The Board have accepted the recommendations and will act on them accordingly.

  • Report no:
    200800801
  • Date:
    January 2010
  • Body:
    Lothian NHS Board
  • Sector:
    Health

Overview
The complainants (Mr and Mrs C) complained that Lothian NHS Board (the Board) did not re-test Mr C for Huntington's disease (HD) when new, more accurate, testing was introduced in 1993. Mr C had previously been diagnosed as a likely sufferer of the condition, but received a negative result when re-tested in October 2007. Mr and Mrs C said that their belief that the condition would affect Mr C, and potentially their daughters, caused a great deal of anxiety and led them to make certain life choices.
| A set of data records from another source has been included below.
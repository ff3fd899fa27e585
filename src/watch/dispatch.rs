//! The debounce & dispatch loop.
//!
//! ```text
//!          qualifying event              deadline passes
//!  Idle ─────────────────────► Pending ─────────────────► Dispatching ──► Idle
//!   ▲                           │  ▲                                      │
//!   │                           └──┘ qualifying event: deadline = now+100ms
//!   └──────────────────────────────────────────────────────────────────────┘
//!
//!  any state ── cancel / both channels closed ──► Stopped
//! ```
//!
//! One `select!` waits on cancellation, change events, watcher faults and the
//! debounce timer, and handles exactly one of them per wake-up. The timer is
//! `never()` unless a dispatch is pending. The pipeline is called on the loop
//! thread itself, so invocations can never overlap.

use crossbeam_channel::{Receiver, at, never, select};
use std::sync::mpsc::Sender;
use std::time::{Duration, Instant};

use super::cancel::CancelToken;
use super::watcher::{ChangeFeed, RawChangeEvent, WatcherFault};
use super::{StopReason, Trigger, WatchSession, WatchStatus};
use crate::generate::Pipeline;

/// How long the source must stay quiet before it is regenerated.
pub const DEBOUNCE: Duration = Duration::from_millis(100);

#[derive(Debug, Clone, Copy, PartialEq, Eq)]
pub enum LoopState {
    Idle,
    Pending { deadline: Instant },
    Dispatching,
    Stopped(StopReason),
}

pub struct DispatchLoop<'a, P: Pipeline + ?Sized> {
    session: &'a WatchSession,
    pipeline: &'a mut P,
    status: Option<Sender<WatchStatus>>,
    debounce: Duration,
    state: LoopState,
    dispatches: usize,
}

impl<'a, P: Pipeline + ?Sized> DispatchLoop<'a, P> {
    pub fn new(session: &'a WatchSession, pipeline: &'a mut P) -> Self {
        Self {
            session,
            pipeline,
            status: None,
            debounce: DEBOUNCE,
            state: LoopState::Idle,
            dispatches: 0,
        }
    }

    /// Report progress on `tx` as well as through `tracing`.
    pub fn with_status(mut self, tx: Sender<WatchStatus>) -> Self {
        self.status = Some(tx);
        self
    }

    pub fn state(&self) -> LoopState {
        self.state
    }

    /// Pipeline invocations so far, including the initial one.
    pub fn dispatches(&self) -> usize {
        self.dispatches
    }

    /// Generate once, then regenerate on every settled burst of changes.
    ///
    /// Returns when `cancel` fires or both channels of `feed` are closed.
    pub fn run(&mut self, feed: &ChangeFeed, cancel: &CancelToken) -> StopReason {
        self.dispatch(Trigger::Initial);
        let reason = self.wait_loop(feed, cancel);
        self.state = LoopState::Stopped(reason);
        self.emit(WatchStatus::Stopped(reason));
        reason
    }

    fn wait_loop(&mut self, feed: &ChangeFeed, cancel: &CancelToken) -> StopReason {
        let closed_events: Receiver<RawChangeEvent> = never();
        let closed_faults: Receiver<WatcherFault> = never();
        let mut events_open = true;
        let mut faults_open = true;

        loop {
            if cancel.is_cancelled() {
                return StopReason::Cancelled;
            }
            if !events_open && !faults_open {
                if let LoopState::Pending { .. } = self.state {
                    tracing::debug!("watcher closed with a regeneration pending, dropping it");
                }
                return StopReason::WatcherClosed;
            }

            let events = if events_open { &feed.events } else { &closed_events };
            let faults = if faults_open { &feed.faults } else { &closed_faults };
            let timer = match self.state {
                LoopState::Pending { deadline } => at(deadline),
                _ => never(),
            };

            select! {
                recv(cancel.receiver()) -> _ => return StopReason::Cancelled,
                recv(events) -> msg => match msg {
                    Ok(event) => self.on_event(&event, Instant::now()),
                    Err(_) => {
                        tracing::debug!("change event channel closed");
                        events_open = false;
                    }
                },
                recv(faults) -> msg => match msg {
                    Ok(fault) => self.on_fault(fault),
                    Err(_) => {
                        tracing::debug!("watcher fault channel closed");
                        faults_open = false;
                    }
                },
                recv(timer) -> _ => {
                    if cancel.is_cancelled() {
                        return StopReason::Cancelled;
                    }
                    self.dispatch(Trigger::Change);
                }
            }
        }
    }

    /// Arm or push back the debounce timer for a qualifying event.
    ///
    /// Only called between dispatches, so the loop is either `Idle` or
    /// `Pending` here. Events that arrive while the pipeline runs wait in the
    /// channel and arm a fresh window once it returns.
    fn on_event(&mut self, event: &RawChangeEvent, now: Instant) {
        if !event.kind.qualifies() {
            tracing::trace!(path = %event.path.display(), kind = ?event.kind, "ignoring change");
            return;
        }
        if let LoopState::Pending { .. } = self.state {
            tracing::debug!(kind = ?event.kind, "change during debounce window, resetting timer");
        } else {
            tracing::debug!(path = %event.path.display(), kind = ?event.kind, "change detected");
        }
        self.state = LoopState::Pending {
            deadline: now + self.debounce,
        };
    }

    fn on_fault(&mut self, fault: WatcherFault) {
        tracing::debug!(error = %fault, "watcher fault");
        self.emit(WatchStatus::Fault {
            message: fault.message,
        });
    }

    fn dispatch(&mut self, trigger: Trigger) {
        self.state = LoopState::Dispatching;
        if trigger == Trigger::Change {
            self.emit(WatchStatus::Regenerating);
        }

        let session = self.session;
        let result = self
            .pipeline
            .produce(&session.input, &session.output, &session.options);
        self.dispatches += 1;

        match result {
            Ok(()) => {
                tracing::debug!(output = %session.output.display(), ?trigger, "page generated");
                self.emit(WatchStatus::Generated {
                    output: session.output.clone(),
                    trigger,
                });
            }
            Err(err) => {
                tracing::debug!(error = %err, ?trigger, "generation failed");
                self.emit(WatchStatus::GenerationFailed {
                    trigger,
                    error: err.to_string(),
                });
            }
        }
        self.state = LoopState::Idle;
    }

    fn emit(&self, status: WatchStatus) {
        if let Some(tx) = &self.status {
            // The printer may already be gone during shutdown.
            let _ = tx.send(status);
        }
    }
}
They complained that, had re-testing been provided routinely upon the introduction of more accurate tests in 1993, much of the stress placed on the family would have been avoided and different decisions made about their daughters' future.

Specific complaint and conclusion
The complaint which has been investigated is that the Board did not act reasonably in failing to re-test Mr C for HD following the introduction of more accurate tests (upheld).
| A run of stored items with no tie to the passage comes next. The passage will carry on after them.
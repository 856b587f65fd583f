//! Fee and profit arithmetic.
//!
//! Pure checked U256 helpers; monetary amounts never wrap silently.

use alloy::primitives::U256;
use flashbot_venues::ExecutionError;

/// Default fixed-rate flash fee numerator (0.30%).
pub const DEFAULT_FLASH_FEE_NUMERATOR: u64 = 3;
/// Default fixed-rate flash fee denominator.
pub const DEFAULT_FLASH_FEE_DENOMINATOR: u64 = 1000;

/// Repayment under the fixed-rate fee model:
/// `floor(amount · den / (den − num)) + 1`.
///
/// The `+1` bias guarantees the repayment never under-shoots the venue's
/// demand through integer truncation. For the 0.30% convention this is
/// `floor(amount · 1000 / 997) + 1`.
#[inline]
pub fn fixed_rate_repayment(
    amount: U256,
    fee_numerator: u64,
    fee_denominator: u64,
) -> Result<U256, ExecutionError> {
    if fee_numerator >= fee_denominator {
        return Err(ExecutionError::ArithmeticOverflow("fee rate"));
    }
    let spread = U256::from(fee_denominator - fee_numerator);
    let scaled = amount
        .checked_mul(U256::from(fee_denominator))
        .ok_or(ExecutionError::ArithmeticOverflow("repayment scaling"))?;
    (scaled / spread)
        .checked_add(U256::from(1u64))
        .ok_or(ExecutionError::ArithmeticOverflow("repayment bias"))
}

/// Repayment under the declared-fee model: principal plus the fee the venue
/// itself reported in the callback.
#[inline]
pub fn declared_fee_repayment(amount: U256, fee: U256) -> Result<U256, ExecutionError> {
    amount
        .checked_add(fee)
        .ok_or(ExecutionError::ArithmeticOverflow("declared fee"))
}

/// Surplus of an execution: `balance_after − balance_before`, failing with
/// `NoProfit` instead of wrapping when the execution ended underwater.
#[inline]
pub fn checked_profit(balance_after: U256, balance_before: U256) -> Result<U256, ExecutionError> {
    if balance_after < balance_before {
        return Err(ExecutionError::NoProfit);
    }
    // Safe: the comparison above rules out underflow.
    Ok(balance_after - balance_before)
}

#[cfg(test)]
mod tests {
    use super::*;

    #[test]
    fn test_fixed_rate_repayment_exact() {
        // floor(1_000_000 * 1000 / 997) + 1 = 1_003_010
        let owed = fixed_rate_repayment(
            U256::from(1_000_000u64),
            DEFAULT_FLASH_FEE_NUMERATOR,
            DEFAULT_FLASH_FEE_DENOMINATOR,
        )
        .unwrap();
        assert_eq!(owed, U256::from(1_003_010u64));
    }

    #[test]
    fn test_fixed_rate_bias_never_undershoots() {
        // Even a 1-wei borrow owes at least 1 wei of fee headroom.
        let owed = fixed_rate_repayment(U256::from(1u64), 3, 1000).unwrap();
        assert_eq!(owed, U256::from(2u64));
    }

    #[test]
    fn test_fixed_rate_rejects_degenerate_rate() {
        let err = fixed_rate_repayment(U256::from(1u64), 1000, 1000).unwrap_err();
        assert!(matches!(err, ExecutionError::ArithmeticOverflow(_)));
    }

    #[test]
    fn test_fixed_rate_overflow_detected() {
        let err = fixed_rate_repayment(U256::MAX, 3, 1000).unwrap_err();
        assert!(matches!(err, ExecutionError::ArithmeticOverflow(_)));
    }

    #[test]
    fn test_declared_fee_repayment() {
        let owed =
            declared_fee_repayment(U256::from(1_000_000u64), U256::from(500u64)).unwrap();
        assert_eq!(owed, U256::from(1_000_500u64));
        assert!(declared_fee_repayment(U256::MAX, U256::from(1u64)).is_err());
    }

    #[test]
    fn test_checked_profit() {
        let profit =
            checked_profit(U256::from(1_002_000u64), U256::from(1_000_000u64)).unwrap();
        assert_eq!(profit, U256::from(2_000u64));
        assert_eq!(
            checked_profit(U256::from(1u64), U256::from(2u64)).unwrap_err(),
            ExecutionError::NoProfit
        );
    }
}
Redress and recommendations
The Ombudsman recommends that the Board:

  • (i) remind clinicians of the importance of open discussions of available new genetic tests with affected patients in order to enable them to make informed choices; and
  • (ii) remind clinicians of the importance of recording such discussions, including relevant information given to patients.

 

The Board have accepted the recommendations and will act upon the accordingly.

  • Report no:
    200803152
  • Date:
    January 2010
  • Body:
    Greater Glasgow and Clyde NHS Board - Acute Services Division
  • Sector:
    Health

Overview
The complainant (Mr C), a caseworker at a Citizens Advice Bureau, raised a complaint on behalf of Mr A about the care and treatment of his late wife (Mrs A) by Greater Glasgow and Clyde NHS Board (the Board).

Specific complaint and conclusion
The complaint which has been investigated is that the Board failed to identify that Mrs A had a broken femur, following falls at Stobhill Hospital (the Hospital) in December 2008 and despite concerns about her mobility being raised by her family (upheld).
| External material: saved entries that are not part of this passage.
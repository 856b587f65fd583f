//! Execution audit journal.
//!
//! One record per successful execution. The off-chain planner consumes
//! these to decide future attempts; nothing here feeds back into execution.

use alloy::primitives::{Address, U256};
use chrono::{DateTime, Utc};
use parking_lot::Mutex;
use serde::{Deserialize, Serialize};
use tracing::info;

/// Outcome of one successful execution.
#[derive(Debug, Clone, Serialize, Deserialize)]
pub struct AuditRecord {
    /// Lending venue the principal came from.
    pub venue: Address,
    /// Borrowed asset.
    pub asset: Address,
    /// Principal borrowed.
    pub amount_borrowed: U256,
    /// Fee paid on top of the principal.
    pub fee_paid: U256,
    /// Surplus kept after repayment.
    pub profit: U256,
    pub timestamp: DateTime<Utc>,
}

/// Append-only journal of audit records.
#[derive(Debug, Default)]
pub struct Journal {
    records: Mutex<Vec<AuditRecord>>,
}

impl Journal {
    pub fn new() -> Self {
        Self::default()
    }

    /// Append a record and log it.
    pub fn record(&self, record: &AuditRecord) {
        info!(
            venue = %record.venue,
            asset = %record.asset,
            amount = %record.amount_borrowed,
            fee = %record.fee_paid,
            profit = %record.profit,
            "arbitrage executed"
        );
        self.records.lock().push(record.clone());
    }

    pub fn len(&self) -> usize {
        self.records.lock().len()
    }

    pub fn is_empty(&self) -> bool {
        self.records.lock().is_empty()
    }

    /// Snapshot of all records so far.
    pub fn snapshot(&self) -> Vec<AuditRecord> {
        self.records.lock().clone()
    }

    /// Render the journal as JSON lines, one record per line.
    pub fn to_json_lines(&self) -> serde_json::Result<String> {
        let records = self.records.lock();
        let mut out = String::new();
        for record in records.iter() {
            out.push_str(&serde_json::to_string(record)?);
            out.push('\n');
        }
        Ok(out)
    }
}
Redress and recommendations
The Ombudsman recommends that the Board:

  • (i) remind staff of the need to carry out and record medical assessments in line with policy;
  • (ii) provide him with the results of the audit referred to in paragraph 10; and
  • (iii) consider implementing the Adviser's suggestions in paragraph 18.

 

The Board have accepted the recommendations and will act on them accordingly.

  • Report no:
    200803057
  • Date:
    December 2009
  • Body:
    Tayside NHS Board
  • Sector:
    Health

Overview
The complainant (Mr C) raised a number of concerns regarding the treatment his late father (Mr A) received during his admission to Ninewells Hospital (the Hospital). Mr C feels that Tayside NHS Board (the Board) failed to assess Mr A's creatine kinase (CK) level early enough and that the treatment he received for high potassium levels fell short of what could be reasonably expected. Mr C believes that the Board's failure to treat Mr A appropriately resulted in his premature death.

Specific complaints and conclusions
The complaints which have been investigated are that:

  • (a) there was a delay in testing CK level (upheld); and
  • (b) the Board failed to treat Mr A's elevated potassium levels appropriately (upheld).


Redress and recommendations

The Ombudsman recommends that the Board:

  • (i) ensures patients with new and significant muscular weakness, as was found in this case, who are taking statins, should have their CK level checked on admission;
  • (ii) the Board issue an apology to the family of Mr A and accept that there was a failure to provide urgent medical treatment;
  • (iii) the Board evaluate existing policy in relation to the usage of 12 lead electrocardiograms when determining cardiac risks and provide Mr C and the Ombudsman with the evidence and outcome of this review; and
  • (iv) the Board apologise to the complainant and review the way this complaint was handled to see if there are any lessons to be learned for the future handling of complaints.

The Board have accepted the recommendations and will act on them accordingly.